If you haven’t had the time to peek at “the product”, we’ve posted a previous week’s Insights to give you a more precise idea of what to expect.
Please, see here Issue Number 02, that we published in July 2020. All the news nuggets are on the same page but, when you are on the platform proper, the information is the same but each nugget has its own page. We hope you find it interesting and worth signing up for the one month trial and then stay with us!.
We hope the Insights will give you a wider view of the world of food outside your area of business. Please visit us on https://agribusiness.academy/drfood
Commuting to City Centres is Passé. Stay Home, Stay Smart & Safe!?
- Covid-19 has turned the home into the hub both for working and socialising. Lower stress working from home (relaxing in pyjamas until the business Zoom call!)? Not so – many parents have had to balance home working with home schooling for their kids. Working from home may be the new normal for many people as employers see the cost savings associated with having remote employees.This could be worrisome for property owners as city centre offices are shrunk and workers head for the suburbs or even rural areas. It’s threatening, too, for restaurants and Food-2-Go outlets located next to city centre office and apartment towers. Some notable trends with food industry implications include:
- local shops, services, restaurants, coffee shops and bars offering local products are preferred. Consumers have more trust and feel more connected to local businesses. Brands should highlight their provenance credentials and links with the local community to encourage this goodwill. ;
- Starbucks envisaged its cafés as “The Third Place”, somewhere in the middle between home and the office. Increasingly, the workplace may be distanced with local coffee shops being the office during the day, a social focal point in the evening, flipping the beverages (energisers during the working day and alcohol/CBD for relaxation in the evening) and food offers to suit customers.
BIG IMPLICATIONS: Local is in and the cachet of the global brand is diminished. The Post-Covid period may require city food and drink businesses to be particularly agile in responding to a new world of work and after-work socialising. But for local firms with local attributes and links to the local community, make sure you shout loud!
Source: Just-Drinks.
Covid-19 Accelerates the Introduction of Automation and AI Throughout the Agricultural and Food Industry
- Starship Technologies has been running a robot delivery service for groceries in Milton Keynes (a small city north of London) for over two years, working with Tesco and The Coop. Previous customers were Just Eat and Deliveroo delivering takeaway meals.
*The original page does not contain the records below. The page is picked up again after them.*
impl GameplaySystemContext<'_> {
    fn run_ui_intents(&mut self) {
        while let Some(event) = self.state.ui_events.pop_front() {
            self.handle_ui_event(event);
        }
    }

    fn handle_ui_event(&mut self, event: UiEvent) {
        let door_busy = self.state.door.is_locked();
        match event {
            UiEvent::TextEditStarted { decor_id } => {
                if door_busy {
                    debug!(decor_id, "text_edit_ignored_door_busy");
                    return;
                }
                let identity = self.local_identity().to_string();
                let editable = self
                    .decor(decor_id)
                    .is_some_and(|decor| decor.interactive && decor.can_be_edited_by(&identity));
                if !editable {
                    debug!(decor_id, "text_edit_rejected");
                    return;
                }
                self.state.context.editing_text = true;
                self.state.context.editing_decor = Some(decor_id);
                debug!(decor_id, "text_edit_started");
            }
            UiEvent::TextSubmitted { text } => self.submit_text(text),
            UiEvent::TextEditCancelled => {
                self.state.context.editing_text = false;
                self.state.context.editing_decor = None;
            }
            UiEvent::DeleteRequested { decor_id } => {
                if door_busy {
                    debug!(decor_id, "delete_ignored_door_busy");
                    return;
                }
                self.request_delete(decor_id);
            }
            UiEvent::PackageClicked { package_id } => {
                if door_busy || !self.state.packages_by_id.contains_key(&package_id) {
                    debug!(package_id, "package_click_ignored");
                    return;
                }
                self.submit(TransactionCall::OpenPackage { package_id });
                info!(package_id, "package_open_requested");
            }
            UiEvent::PlaceFromInventory {
                inventory_id,
                position,
            } => {
                let known = self
                    .state
                    .inventory
                    .iter()
                    .any(|item| item.id == inventory_id);
                if door_busy || !known || self.state.context.active_door.is_none() {
                    debug!(inventory_id, "place_from_inventory_ignored");
                    return;
                }
                let limit = PositionLimit {
                    bounds: self.config.door_bounds,
                };
                let extent = Vec2::new(self.config.decor_extent, self.config.decor_extent);
                let placed = limit.clamp(position, extent);
                self.submit(TransactionCall::CreateDecor {
                    inventory_id,
                    x: to_wire_coord(placed.x),
                    y: to_wire_coord(placed.y),
                });
                info!(inventory_id, x = placed.x, y = placed.y, "decor_placement_requested");
            }
        }
    }

    fn submit_text(&mut self, text: String) {
        self.state.context.editing_text = false;
        let Some(decor_id) = self.state.context.editing_decor.take() else {
            debug!("text_submitted_without_target");
            return;
        };
        let text = truncate_text(&text, self.config.max_text_len);
        let call = TransactionCall::UpdateDecorText {
            decor_id,
            text: text.clone(),
        };
        if self.issue_action(decor_id, PendingKind::EditText, call).is_none() {
            debug!(decor_id, "text_target_missing");
            return;
        }
        if let Some(decor) = self.decor_mut(decor_id) {
            decor.predicted_text = Some(text);
        }
    }

    fn request_delete(&mut self, decor_id: u64) {
        let identity = self.local_identity().to_string();
        let grabbed = self.is_grabbed(decor_id);
        let deletable = self.decor(decor_id).is_some_and(|decor| {
            decor.interactive && !grabbed && decor.can_be_deleted_by(&identity)
        });
        if !deletable {
            debug!(decor_id, "delete_rejected");
            return;
        }
        if self
            .issue_action(decor_id, PendingKind::Delete, TransactionCall::DeleteDecor { decor_id })
            .is_some()
        {
            if let Some(decor) = self.decor_mut(decor_id) {
                decor.interactive = false;
            }
        }
    }
}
Happy households can track the robots progress and have loved the “no human contact” element during the coronavirus crisis. Walmart has robotic floor cleaners silently sweeping huge hypermarkets in the USA. Kroger’s Giant Eagle stores have robots to check stock availability. The distribution centres of Ocado, the pure online grocery player, are notable for their lack of human staff and abundance of robotic product pickers & packers..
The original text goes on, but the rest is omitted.